Yesterday, CRTs were smaller. Today, screens are bigger and emit more blue light. So we've got a simultaneous onslaught of size/light/blur/brightness/etc changes. So it's not always easy to hone-down the specific category of change. Sometimes it was just the size, sometimes it was just the motion blurring (we're
Blur Busters, after all...), sometimes it was just the blue light, sometimes it's all the above.
That said, you've come to the right place because there is nowhere else on the planet that has seen a reliably huge gamut of display strains (pain from stutter, pain from motion blur, pain from blue light, etc) simultaneously. All those ergonomic recommendations elsewhere are so narrowscope (PWM focussed, blue light focussed, etc). But we're quite broadband as The Perfect Motion Company, in the refresh rate race to retina refresh rates, where displays someday look identical to real life, with identical effects. Displays are still far away from that, creating pains on displays that don't create pain in real life. So without further ado, here's an attempt #1 for you:
Try the following simultaneously
(A) Stick to PWM-free; and
(B) Use your orange glasses; and
(C) Increase viewing distance slightly (use big DPI to see text better) so screen is smaller in your vision field; and
(D) Much lower brightness via monitor controls; and
If monitors won't go dim enough, purchase a neutral density plastic film to put in front of monitor to make it even dimmer. Sometimes those bright monitors become good once you extend their brightness range that way.

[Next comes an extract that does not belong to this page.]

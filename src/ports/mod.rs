mod content_scanner;

pub use content_scanner::ContentScanner;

(E) Adjust your room lighting so that your screen is
never never never obviously the brightest object nor the dimmest object in the room. Spend the money on proper good lamps with high-CRI light sources (e.g. incandescent lights or CRI 93+ LED which costs more) on a dimmer to rebalance your room lighting; it makes a BIG effect in making screens more friendly. Move those 50 cent LED lightbults to your closets, purchase those "high CRI" dimmable LED bulbs, look for something with a "93" or higher in CRI. And make sure to use high quality LED-optimized dimmers like Lutron rather than the cheap triac-based PWM wall dimmers. Don't settle for anything below CRI 90 with your LED lightbulbs, in your computer room, ever. If you wish, you can even attach the same automation method to all of them if you want to dim them all simultaneously quickly via one touch of a remote/smartphone, so you can more easily rebalance room lighting to match your screen better at night vs day.
IMPORTANT IMPORTANT IMPORTANT: Anything you do to completely prevent your screen from ever being the obviously-brightest object in room, or obviously-dimmest object in room, helps a lot. So do not spend money only just only on the screen; you need to fix your room lighting too in a particularly severe eyestrain problem situation like yours. Screen too dim but brighter screen hurts more? Dim your room. Screen too bright but dimmer screen hurts more? Brighten your room. Screen fine at day but hurts at night? Use dimmer to adjust room lighting to fix. You get the idea. So it's important to install flexibility to adjust your room lighting. Etc.
Fine Tune Tweaks
(G) I don't have enough information if motion blur and stutter are components of your eye pain, but if it is, then also use a high refresh rate (120Hz+) combined with a powerful GPU, combined with VSYNC ON or variable refresh rate (GSYNC/FreeSync). If not using GSYNC/FreeSync, try to keep frame rate matched to refresh rate to prevent strain from stutters;
(H) If you test motion blur reduction again with games, make sure you you also
fix your mouse microstutters too. That said, you appear to have a PWM-pain, and motion blur reduction may not be enough to compensate.
I am no doctor, but so many people overlook some common sense vision ergonomics for eye-pain-sensitive people.